use std::path::PathBuf;

use anyhow::{Context, Result};
use config::{Config, Environment, File};
use serde::Deserialize;

use crate::visitors::ClassThresholds;

#[derive(Debug, Deserialize, Clone)]
pub struct AppConfig {
    pub database: DatabaseConfig,
    pub fmi: FmiConfig,
    pub network: NetworkConfig,
    pub model: ModelConfig,
    #[serde(default = "default_visitor_classes")]
    pub visitor_classes: Vec<VisitorClassConfig>,
    pub evaluation: EvaluationConfig,
}

#[derive(Debug, Deserialize, Clone, Default)]
pub struct DatabaseConfig {
    /// Only required by commands that read or write the database.
    pub url: Option<String>,
}

#[derive(Debug, Deserialize, Clone)]
pub struct FmiConfig {
    /// Base URL; the API key and `/wfs` are appended.
    pub api_url: String,
    /// Observation station name, e.g. "kaisaniemi".
    pub observation_place: String,
    /// Forecast point as it appears in `gml:pos` ("lat lon").
    pub forecast_location: String,
    pub api_key: Option<String>,
    pub api_key_path: PathBuf,
}

impl Default for FmiConfig {
    fn default() -> Self {
        Self {
            api_url: "http://data.fmi.fi/fmi-apikey".to_string(),
            observation_place: "kaisaniemi".to_string(),
            forecast_location: "60.16952 24.93545".to_string(),
            api_key: None,
            api_key_path: PathBuf::from("fmi_api_key.txt"),
        }
    }
}

impl FmiConfig {
    /// `FMI_API_KEY` from the environment, then `fmi.api_key`, then the
    /// contents of `fmi.api_key_path`.
    pub fn resolve_api_key(&self) -> Result<String> {
        tracing::debug!("Checking for API key in $FMI_API_KEY");
        if let Ok(key) = std::env::var("FMI_API_KEY") {
            if !key.trim().is_empty() {
                return Ok(key.trim().to_string());
            }
        }
        if let Some(key) = self.api_key.as_ref().filter(|k| !k.trim().is_empty()) {
            return Ok(key.trim().to_string());
        }

        tracing::debug!("Reading API key from {}", self.api_key_path.display());
        let key = std::fs::read_to_string(&self.api_key_path).with_context(|| {
            format!(
                "FMI API key not set and {} is not readable",
                self.api_key_path.display()
            )
        })?;
        Ok(key.trim().to_string())
    }
}

#[derive(Debug, Deserialize, Clone)]
pub struct NetworkConfig {
    pub request_timeout_secs: u64,
    pub connect_timeout_secs: u64,
}

impl Default for NetworkConfig {
    fn default() -> Self {
        Self {
            request_timeout_secs: 30,
            connect_timeout_secs: 10,
        }
    }
}

#[derive(Debug, Deserialize, Clone)]
pub struct ModelConfig {
    /// Cross-validation folds; 0 skips estimation.
    pub cv_folds: usize,
    /// L2 penalty added to the least-squares regressor.
    pub ridge_penalty: f64,
    /// L2 penalty of the logistic classifier.
    pub classifier_alpha: f64,
    pub max_iterations: u64,
    pub classifier_path: PathBuf,
    pub regressor_path: PathBuf,
}

impl Default for ModelConfig {
    fn default() -> Self {
        Self {
            cv_folds: 10,
            ridge_penalty: 1e-3,
            classifier_alpha: 1.0,
            max_iterations: 100,
            classifier_path: PathBuf::from("classifier.bin"),
            regressor_path: PathBuf::from("regression_model.bin"),
        }
    }
}

/// One `[[visitor_classes]]` entry.
#[derive(Debug, Deserialize, Clone, PartialEq)]
pub struct VisitorClassConfig {
    pub label: u32,
    pub min: i64,
    pub display_label: String,
}

pub fn default_visitor_classes() -> Vec<VisitorClassConfig> {
    vec![
        VisitorClassConfig {
            label: 0,
            min: 0,
            display_label: "Quiet".to_string(),
        },
        VisitorClassConfig {
            label: 1,
            min: 1000,
            display_label: "Normal".to_string(),
        },
        VisitorClassConfig {
            label: 2,
            min: 3000,
            display_label: "Busy".to_string(),
        },
    ]
}

#[derive(Debug, Deserialize, Clone)]
pub struct EvaluationConfig {
    /// How many prediction rows the `evaluate` command prints.
    pub display_limit: usize,
}

impl Default for EvaluationConfig {
    fn default() -> Self {
        Self { display_limit: 30 }
    }
}

impl AppConfig {
    pub fn load() -> Result<Self> {
        // Load .env file (silently ignore if not present - production uses env vars directly)
        let _ = dotenvy::dotenv();

        let config_dir = dirs::config_dir()
            .unwrap_or_else(|| PathBuf::from("."))
            .join("zoo-predict");

        let builder = Config::builder()
            // 1. Defaults
            .set_default("database.url", std::env::var("DATABASE_URL").ok())?
            // FMI
            .set_default("fmi.api_url", "http://data.fmi.fi/fmi-apikey")?
            .set_default("fmi.observation_place", "kaisaniemi")?
            .set_default("fmi.forecast_location", "60.16952 24.93545")?
            .set_default("fmi.api_key", None::<String>)?
            .set_default("fmi.api_key_path", "fmi_api_key.txt")?
            // Network
            .set_default("network.request_timeout_secs", 30)?
            .set_default("network.connect_timeout_secs", 10)?
            // Model
            .set_default("model.cv_folds", 10)?
            .set_default("model.ridge_penalty", 1e-3)?
            .set_default("model.classifier_alpha", 1.0)?
            .set_default("model.max_iterations", 100)?
            .set_default("model.classifier_path", "classifier.bin")?
            .set_default("model.regressor_path", "regression_model.bin")?
            // Evaluation
            .set_default("evaluation.display_limit", 30)?

            // 2. Local config file (optional, lowest priority)
            .add_source(File::from(PathBuf::from("config.toml")).required(false))

            // 3. User config directory (optional, overrides local)
            .add_source(File::from(config_dir.join("config.toml")).required(false))

            // 4. Environment variables (ZOOPREDICT__MODEL__CV_FOLDS=...)
            .add_source(Environment::with_prefix("ZOOPREDICT").separator("__"));

        let s = builder.build()?;
        let config: AppConfig = s.try_deserialize()?;

        // Reject bad class thresholds before any job runs.
        config
            .class_thresholds()
            .context("Invalid visitor class configuration")?;

        Ok(config)
    }

    pub fn class_thresholds(&self) -> crate::error::Result<ClassThresholds> {
        ClassThresholds::from_config(&self.visitor_classes)
    }
}
//! Application context for the ERP CLI.
//!
//! Bundles the parsed arguments with the lazily opened storage backend so
//! handlers do not re-resolve configuration or reopen the adapter.

use std::sync::Arc;

use chrono::{Local, NaiveDate};
use once_cell::unsync::OnceCell;

use erp_core::{open_adapter, AdapterConfig, CollectionStore, PersistenceAdapter, Record};

use crate::cli::Cli;
use crate::helpers::parse_date;
use crate::ui::UiContext;

use super::resolver::resolve_adapter_config;

pub struct AppContext<'a> {
    cli: &'a Cli,
    adapter_config: OnceCell<AdapterConfig>,
    adapter: OnceCell<Arc<dyn PersistenceAdapter>>,
}

impl<'a> AppContext<'a> {
    pub fn new(cli: &'a Cli) -> Self {
        Self {
            cli,
            adapter_config: OnceCell::new(),
            adapter: OnceCell::new(),
        }
    }

    pub fn cli(&self) -> &Cli {
        self.cli
    }

    pub fn quiet(&self) -> bool {
        self.cli.quiet
    }

    /// Backend selection after applying flags, env vars and config.
    pub fn adapter_config(&self) -> anyhow::Result<&AdapterConfig> {
        self.adapter_config
            .get_or_try_init(|| resolve_adapter_config(self.cli))
    }

    /// The storage backend, opened on first use.
    pub fn adapter(&self) -> anyhow::Result<Arc<dyn PersistenceAdapter>> {
        let adapter = self.adapter.get_or_try_init(|| {
            let config = self.adapter_config()?;
            tracing::debug!(adapter = %config.kind, location = ?config.location, "opening storage");
            open_adapter(config).map_err(anyhow::Error::from)
        })?;
        Ok(Arc::clone(adapter))
    }

    /// Reference date: `--today` when given, else the local calendar date.
    pub fn today(&self) -> anyhow::Result<NaiveDate> {
        match self.cli.today.as_deref() {
            Some(value) => parse_date(value),
            None => Ok(Local::now().date_naive()),
        }
    }

    /// Open the collection of `T`, seeded relative to [`today`](Self::today).
    pub fn open_store<T: Record>(&self) -> anyhow::Result<CollectionStore<T>> {
        let seed = T::seed(self.today()?);
        Ok(CollectionStore::open(self.adapter()?, seed))
    }

    pub fn ui_context(&self, json: bool, format: Option<&str>) -> UiContext {
        UiContext::from_env(json, format, self.cli.no_color, self.cli.ascii)
    }
}
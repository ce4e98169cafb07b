//! Finance ledger entries: receipts, payments and issued vouchers.

use std::fmt;
use std::str::FromStr;

use chrono::NaiveDate;
use serde::{Deserialize, Serialize};

use crate::entities::Record;
use crate::error::{ErpError, Result};
use crate::money::Money;

/// What an entry represents.
#[derive(Debug, Clone, Copy, PartialEq, Eq, Hash, PartialOrd, Ord, Serialize, Deserialize)]
#[serde(rename_all = "lowercase")]
pub enum FinanceKind {
    /// Money coming in (a receivable).
    Recebimento,
    /// Money going out (a payable).
    Pagamento,
    /// A receipt voucher issued to a third party.
    Recibo,
}

impl FinanceKind {
    pub fn as_str(self) -> &'static str {
        match self {
            FinanceKind::Recebimento => "recebimento",
            FinanceKind::Pagamento => "pagamento",
            FinanceKind::Recibo => "recibo",
        }
    }

    /// Tab the finance screen lists this kind under.
    pub fn tab(self) -> FinanceTab {
        match self {
            FinanceKind::Recebimento => FinanceTab::Recebimentos,
            FinanceKind::Pagamento => FinanceTab::Pagamentos,
            FinanceKind::Recibo => FinanceTab::Recibos,
        }
    }
}

impl fmt::Display for FinanceKind {
    fn fmt(&self, f: &mut fmt::Formatter<'_>) -> fmt::Result {
        f.write_str(self.as_str())
    }
}

#[derive(Debug, Clone, Copy, PartialEq, Eq, Serialize, Deserialize)]
#[serde(rename_all = "lowercase")]
pub enum FinanceTab {
    Recebimentos,
    Pagamentos,
    Recibos,
}

impl FinanceTab {
    pub const NAMES: &'static [&'static str] = &["recebimentos", "pagamentos", "recibos"];

    pub fn as_str(self) -> &'static str {
        match self {
            FinanceTab::Recebimentos => "recebimentos",
            FinanceTab::Pagamentos => "pagamentos",
            FinanceTab::Recibos => "recibos",
        }
    }
}

/// Settlement state of an entry.
#[derive(Debug, Clone, Copy, PartialEq, Eq, Serialize, Deserialize)]
pub enum FinanceStatus {
    Pendente,
    Pago,
    Recebido,
}

impl FinanceStatus {
    pub fn as_str(self) -> &'static str {
        match self {
            FinanceStatus::Pendente => "Pendente",
            FinanceStatus::Pago => "Pago",
            FinanceStatus::Recebido => "Recebido",
        }
    }

    pub fn is_settled(self) -> bool {
        matches!(self, FinanceStatus::Pago | FinanceStatus::Recebido)
    }
}

impl fmt::Display for FinanceStatus {
    fn fmt(&self, f: &mut fmt::Formatter<'_>) -> fmt::Result {
        f.write_str(self.as_str())
    }
}

impl FromStr for FinanceStatus {
    type Err = ErpError;

    fn from_str(value: &str) -> Result<Self> {
        match value.trim().to_ascii_lowercase().as_str() {
            "pendente" => Ok(FinanceStatus::Pendente),
            "pago" => Ok(FinanceStatus::Pago),
            "recebido" => Ok(FinanceStatus::Recebido),
            other => Err(ErpError::InvalidInput(format!(
                "Unknown finance status \"{}\"",
                other
            ))),
        }
    }
}

#[derive(Debug, Clone, PartialEq, Serialize, Deserialize)]
pub struct FinanceEntry {
    #[serde(default)]
    pub id: String,
    #[serde(rename = "tipo")]
    pub kind: FinanceKind,
    #[serde(rename = "descricao", default)]
    pub description: String,
    #[serde(rename = "contato", default)]
    pub contact: String,
    #[serde(rename = "conta", default)]
    pub account: String,
    /// Due date.
    #[serde(rename = "data")]
    pub date: NaiveDate,
    #[serde(rename = "situacao")]
    pub status: FinanceStatus,
    #[serde(rename = "valor")]
    pub amount: Money,
    #[serde(rename = "referente", default, skip_serializing_if = "Option::is_none")]
    pub reference: Option<String>,
    #[serde(rename = "comprovante", default, skip_serializing_if = "Option::is_none")]
    pub receipt_file: Option<String>,
    #[serde(rename = "conciliado", default, skip_serializing_if = "Option::is_none")]
    pub reconciled: Option<bool>,
    #[serde(rename = "categoria", default, skip_serializing_if = "Option::is_none")]
    pub category: Option<String>,
    #[serde(rename = "palavras", default, skip_serializing_if = "Option::is_none")]
    pub keywords: Option<String>,
    #[serde(rename = "observacao", default, skip_serializing_if = "Option::is_none")]
    pub notes: Option<String>,
    #[serde(rename = "emitente", default, skip_serializing_if = "Option::is_none")]
    pub issuer: Option<String>,
    #[serde(rename = "vias", default, skip_serializing_if = "Option::is_none")]
    pub copies: Option<String>,
    #[serde(rename = "cpfCnpj", default, skip_serializing_if = "Option::is_none")]
    pub tax_id: Option<String>,
    #[serde(rename = "reciboDate", default, skip_serializing_if = "Option::is_none")]
    pub receipt_date: Option<String>,
}

impl FinanceEntry {
    /// A pending entry with only the required fields set.
    pub fn new(kind: FinanceKind, description: &str, date: NaiveDate, amount: Money) -> Self {
        FinanceEntry {
            id: String::new(),
            kind,
            description: description.to_string(),
            contact: String::new(),
            account: String::new(),
            date,
            status: FinanceStatus::Pendente,
            amount,
            reference: None,
            receipt_file: None,
            reconciled: None,
            category: None,
            keywords: None,
            notes: None,
            issuer: None,
            copies: None,
            tax_id: None,
            receipt_date: None,
        }
    }
}

impl Record for FinanceEntry {
    const STORAGE_KEY: &'static str = "erp.finance.entries";

    fn id(&self) -> &str {
        &self.id
    }

    fn set_id(&mut self, id: String) {
        self.id = id;
    }

    /// Three sample entries, all due `today`.
    fn seed(today: NaiveDate) -> Vec<Self> {
        let entry = |id: &str,
                     kind,
                     description: &str,
                     contact: &str,
                     account: &str,
                     status,
                     cents,
                     reference: &str,
                     reconciled: Option<bool>| FinanceEntry {
            id: id.to_string(),
            contact: contact.to_string(),
            account: account.to_string(),
            status,
            reference: Some(reference.to_string()),
            reconciled,
            ..FinanceEntry::new(kind, description, today, Money::from_cents(cents))
        };

        vec![
            entry(
                "1",
                FinanceKind::Recebimento,
                "Venda #1001",
                "Cliente ACME",
                "Caixa interno",
                FinanceStatus::Recebido,
                120_000,
                "Pedido 1001",
                Some(true),
            ),
            entry(
                "2",
                FinanceKind::Pagamento,
                "Compra fornecedor",
                "Fornecedor XPTO",
                "Banco",
                FinanceStatus::Pago,
                55_000,
                "NF 2002",
                Some(true),
            ),
            entry(
                "3",
                FinanceKind::Recebimento,
                "Servico consultoria",
                "Cliente Beta",
                "Banco",
                FinanceStatus::Pendente,
                80_000,
                "Consultoria novembro",
                None,
            ),
        ]
    }

    fn search_fields(&self) -> Vec<&str> {
        let mut fields = vec![self.description.as_str(), self.contact.as_str()];
        fields.extend(self.reference.as_deref());
        fields
    }

    fn date(&self) -> Option<NaiveDate> {
        Some(self.date)
    }

    fn tab(&self) -> Option<&'static str> {
        Some(self.kind.tab().as_str())
    }

    fn amount(&self) -> Option<Money> {
        Some(self.amount)
    }

    fn normalize(&mut self) {
        self.amount = self.amount.non_negative();
    }
}

#[cfg(test)]
mod tests {
    use super::*;

    #[test]
    fn test_seed_is_dated_today() {
        let today = NaiveDate::from_ymd_opt(2025, 11, 20).unwrap();
        let seed = FinanceEntry::seed(today);
        assert_eq!(seed.len(), 3);
        assert!(seed.iter().all(|e| e.date == today));
        assert_eq!(seed[1].kind, FinanceKind::Pagamento);
        assert_eq!(seed[2].reconciled, None);
    }

    #[test]
    fn test_wire_names() {
        let entry = FinanceEntry::new(
            FinanceKind::Recibo,
            "Recibo aluguel",
            NaiveDate::from_ymd_opt(2025, 11, 1).unwrap(),
            Money::from_cents(1_000),
        );
        let value = serde_json::to_value(&entry).unwrap();
        assert_eq!(value["tipo"], "recibo");
        assert_eq!(value["situacao"], "Pendente");
        assert_eq!(value["data"], "2025-11-01");
        assert_eq!(value["valor"], 10.0);
        assert_eq!(entry.tab(), Some("recibos"));
    }

    #[test]
    fn test_status_parsing() {
        assert_eq!("pago".parse::<FinanceStatus>().unwrap(), FinanceStatus::Pago);
        assert!(FinanceStatus::Recebido.is_settled());
        assert!(!FinanceStatus::Pendente.is_settled());
        assert!("quitado".parse::<FinanceStatus>().is_err());
    }
}
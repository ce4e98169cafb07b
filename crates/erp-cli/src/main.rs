//! ERP CLI - records, finance ledger and dashboards kept in local storage
//!
//! This is the command-line interface for ERP. Storage, records and
//! aggregations live in `erp-core`; this crate parses arguments, resolves
//! configuration and renders results.

mod app;
mod cli;
mod commands;
mod config;
mod constants;
mod errors;
mod helpers;
mod logging;
mod output;
mod ui;

use clap::Parser;
use erp_core::VERSION;

use crate::app::AppContext;
use crate::cli::{Cli, Commands};
use crate::commands::{favorites, finance, init, maintenance, misc, records};
use crate::errors::exit_code_for;
use crate::ui::print_error;

fn main() {
    let cli = Cli::parse();
    logging::init_tracing(cli.verbose);
    let ctx = AppContext::new(&cli);

    if let Err(e) = run(&ctx, &cli) {
        let ui_ctx = ctx.ui_context(false, None);
        let rendered = format!("{:#}", e);
        let (message, hint) = split_hint(&rendered);
        let hint = hint.map(str::to_string).or_else(|| contextual_hint(message));
        print_error(&ui_ctx, message, hint.as_deref());
        std::process::exit(exit_code_for(&e));
    }
}

/// Split "message\nHint: ..." into its two parts.
fn split_hint(error: &str) -> (&str, Option<&str>) {
    match error.find("\nHint:") {
        Some(idx) => (&error[..idx], Some(&error[idx + 1..])),
        None => (error, None),
    }
}

/// Hints for core errors that carry none of their own.
fn contextual_hint(message: &str) -> Option<String> {
    let lower = message.to_lowercase();

    if lower.contains("unknown entity kind") {
        return Some("Hint: Kinds are sales, purchases, contacts, products, users and finance.".to_string());
    }
    if lower.contains("unknown adapter") || lower.contains("needs a data location") {
        return Some(
            "Hint: Pass --adapter file|sqlite|memory and --data <path>, or run `erp init`.".to_string(),
        );
    }
    if lower.contains("validation error") {
        return Some(
            "Hint: Run `erp show <kind> <id> --json` to see the stored field names.".to_string(),
        );
    }
    if lower.contains("failed to parse config") {
        return Some("Hint: Fix the file or rewrite it with `erp init --force`.".to_string());
    }
    if lower.contains("storage error") {
        return Some("Hint: Run `erp doctor` to check the data location.".to_string());
    }
    None
}

fn run(ctx: &AppContext, cli: &Cli) -> anyhow::Result<()> {
    match &cli.command {
        Some(Commands::Init(args)) => init::handle_init(ctx, args)?,
        Some(Commands::List(args)) => records::handle_list(ctx, args)?,
        Some(Commands::Show(args)) => records::handle_show(ctx, args)?,
        Some(Commands::Add(args)) => records::handle_add(ctx, args)?,
        Some(Commands::Update(args)) => records::handle_update(ctx, args)?,
        Some(Commands::Remove(args)) => records::handle_remove(ctx, args)?,
        Some(Commands::Reset(args)) => records::handle_reset(ctx, args)?,
        Some(Commands::Summary(args)) => finance::handle_summary(ctx, args)?,
        Some(Commands::Dashboard(args)) => finance::handle_dashboard(ctx, args)?,
        Some(Commands::Favorites(args)) => favorites::handle_favorites(ctx, args)?,
        Some(Commands::Doctor(args)) => maintenance::handle_doctor(ctx, args)?,
        Some(Commands::Completions(args)) => misc::handle_completions(args)?,
        None => {
            println!("ERP v{}", VERSION);
            println!("\nQuickstart:");
            println!("  erp init");
            println!("  erp list finance --month 2025-11");
            println!("  erp add finance --field tipo=pagamento --field data=2025-11-10 --field situacao=Pendente --field valor:=120");
            println!("  erp summary");
            println!("  erp dashboard");
            println!("\nRun `erp --help` for full usage.");
        }
    }

    Ok(())
}

#[cfg(test)]
mod tests {
    use super::*;

    #[test]
    fn test_split_hint() {
        assert_eq!(
            split_hint("No sales record\nHint: Run `erp list sales`."),
            ("No sales record", Some("Hint: Run `erp list sales`."))
        );
        assert_eq!(split_hint("plain failure"), ("plain failure", None));
    }

    #[test]
    fn test_contextual_hint() {
        assert!(contextual_hint("Invalid input: Unknown entity kind \"x\"").is_some());
        assert!(contextual_hint("something else").is_none());
    }
}
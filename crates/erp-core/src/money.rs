//! Monetary amounts and quantity normalization.
//!
//! Amounts are held as integer cents. Conversion from floating point goes
//! through the shortest round-trip decimal representation of the input, so
//! `50.005` becomes `5001` cents (round-half-up) instead of drifting down to
//! `5000` the way `(50.005 * 100.0).round()` does.

use std::fmt;
use std::iter::Sum;
use std::ops::{Add, AddAssign, Sub};
use std::str::FromStr;

use rust_decimal::prelude::ToPrimitive;
use rust_decimal::{Decimal, RoundingStrategy};
use serde::de::{self, Visitor};
use serde::{Deserialize, Deserializer, Serialize, Serializer};

/// Largest amount accepted from input, in whole currency units.
pub const MAX_AMOUNT: f64 = 1_000_000_000_000.0;

const MAX_CENTS: i64 = 100_000_000_000_000;

/// An amount of money in cents.
///
/// Stored amounts are always non-negative; derived values such as a monthly
/// balance may be negative.
#[derive(Debug, Clone, Copy, Default, PartialEq, Eq, PartialOrd, Ord, Hash)]
pub struct Money(i64);

impl Money {
    pub const ZERO: Money = Money(0);

    pub fn from_cents(cents: i64) -> Self {
        Money(cents)
    }

    pub fn cents(self) -> i64 {
        self.0
    }

    pub fn is_negative(self) -> bool {
        self.0 < 0
    }

    pub fn to_f64(self) -> f64 {
        self.0 as f64 / 100.0
    }

    /// Clamp into the range a stored amount may hold.
    pub fn non_negative(self) -> Self {
        Money(self.0.clamp(0, MAX_CENTS))
    }
}

impl From<f64> for Money {
    fn from(value: f64) -> Self {
        normalize_amount(value)
    }
}

impl fmt::Display for Money {
    fn fmt(&self, f: &mut fmt::Formatter<'_>) -> fmt::Result {
        let sign = if self.0 < 0 { "-" } else { "" };
        let abs = self.0.unsigned_abs();
        write!(f, "{}{}.{:02}", sign, abs / 100, abs % 100)
    }
}

impl Add for Money {
    type Output = Money;

    fn add(self, rhs: Money) -> Money {
        Money(self.0.saturating_add(rhs.0))
    }
}

impl AddAssign for Money {
    fn add_assign(&mut self, rhs: Money) {
        self.0 = self.0.saturating_add(rhs.0);
    }
}

impl Sub for Money {
    type Output = Money;

    fn sub(self, rhs: Money) -> Money {
        Money(self.0.saturating_sub(rhs.0))
    }
}

impl Sum for Money {
    fn sum<I: Iterator<Item = Money>>(iter: I) -> Money {
        iter.fold(Money::ZERO, Add::add)
    }
}

impl<'a> Sum<&'a Money> for Money {
    fn sum<I: Iterator<Item = &'a Money>>(iter: I) -> Money {
        iter.copied().sum()
    }
}

impl Serialize for Money {
    fn serialize<S: Serializer>(&self, serializer: S) -> Result<S::Ok, S::Error> {
        serializer.serialize_f64(self.to_f64())
    }
}

impl<'de> Deserialize<'de> for Money {
    fn deserialize<D: Deserializer<'de>>(deserializer: D) -> Result<Self, D::Error> {
        deserializer.deserialize_any(NumberVisitor).map(normalize_amount)
    }
}

/// Normalize a raw amount: NaN and negatives become zero, values past
/// [`MAX_AMOUNT`] saturate, everything else rounds half-up to cents.
pub fn normalize_amount(value: f64) -> Money {
    if value.is_nan() || value <= 0.0 {
        return Money::ZERO;
    }
    if value >= MAX_AMOUNT {
        return Money(MAX_CENTS);
    }
    if value < 0.005 {
        return Money::ZERO;
    }

    let cents = Decimal::from_str(&value.to_string())
        .ok()
        .map(|d| d.round_dp_with_strategy(2, RoundingStrategy::MidpointAwayFromZero))
        .and_then(|d| (d * Decimal::ONE_HUNDRED).to_i64())
        .unwrap_or_else(|| (value * 100.0).round() as i64);
    Money(cents.clamp(0, MAX_CENTS))
}

/// Normalize a raw quantity to a non-negative whole number (nearest integer).
pub fn normalize_quantity(value: f64) -> u32 {
    if value.is_nan() || value <= 0.0 {
        return 0;
    }
    if value >= u32::MAX as f64 {
        return u32::MAX;
    }
    value.round() as u32
}

/// Parse an amount typed into a form. Accepts `,` as the decimal separator;
/// anything unparseable is zero.
pub fn parse_amount(input: &str) -> Money {
    normalize_amount(parse_number(input))
}

/// Parse a quantity typed into a form; anything unparseable is zero.
pub fn parse_quantity(input: &str) -> u32 {
    normalize_quantity(parse_number(input))
}

fn parse_number(input: &str) -> f64 {
    input
        .trim()
        .replacen(',', ".", 1)
        .parse::<f64>()
        .unwrap_or(0.0)
}

/// Serde adapter for quantity fields: accepts numbers or numeric strings.
pub fn deserialize_quantity<'de, D: Deserializer<'de>>(deserializer: D) -> Result<u32, D::Error> {
    deserializer
        .deserialize_any(NumberVisitor)
        .map(normalize_quantity)
}

/// Serde adapter for optional quantity fields.
pub fn deserialize_optional_quantity<'de, D: Deserializer<'de>>(
    deserializer: D,
) -> Result<Option<u32>, D::Error> {
    let raw: Option<serde_json::Value> = Option::deserialize(deserializer)?;
    match raw {
        None | Some(serde_json::Value::Null) => Ok(None),
        Some(value) => deserialize_quantity(value).map(Some).map_err(de::Error::custom),
    }
}

struct NumberVisitor;

impl<'de> Visitor<'de> for NumberVisitor {
    type Value = f64;

    fn expecting(&self, f: &mut fmt::Formatter<'_>) -> fmt::Result {
        f.write_str("a number or a numeric string")
    }

    fn visit_f64<E: de::Error>(self, v: f64) -> Result<f64, E> {
        Ok(v)
    }

    fn visit_i64<E: de::Error>(self, v: i64) -> Result<f64, E> {
        Ok(v as f64)
    }

    fn visit_u64<E: de::Error>(self, v: u64) -> Result<f64, E> {
        Ok(v as f64)
    }

    fn visit_str<E: de::Error>(self, v: &str) -> Result<f64, E> {
        Ok(parse_number(v))
    }

    fn visit_unit<E: de::Error>(self) -> Result<f64, E> {
        Ok(0.0)
    }
}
.....
Your answer must be one number: how many lines of the entries hold the string "validation".

2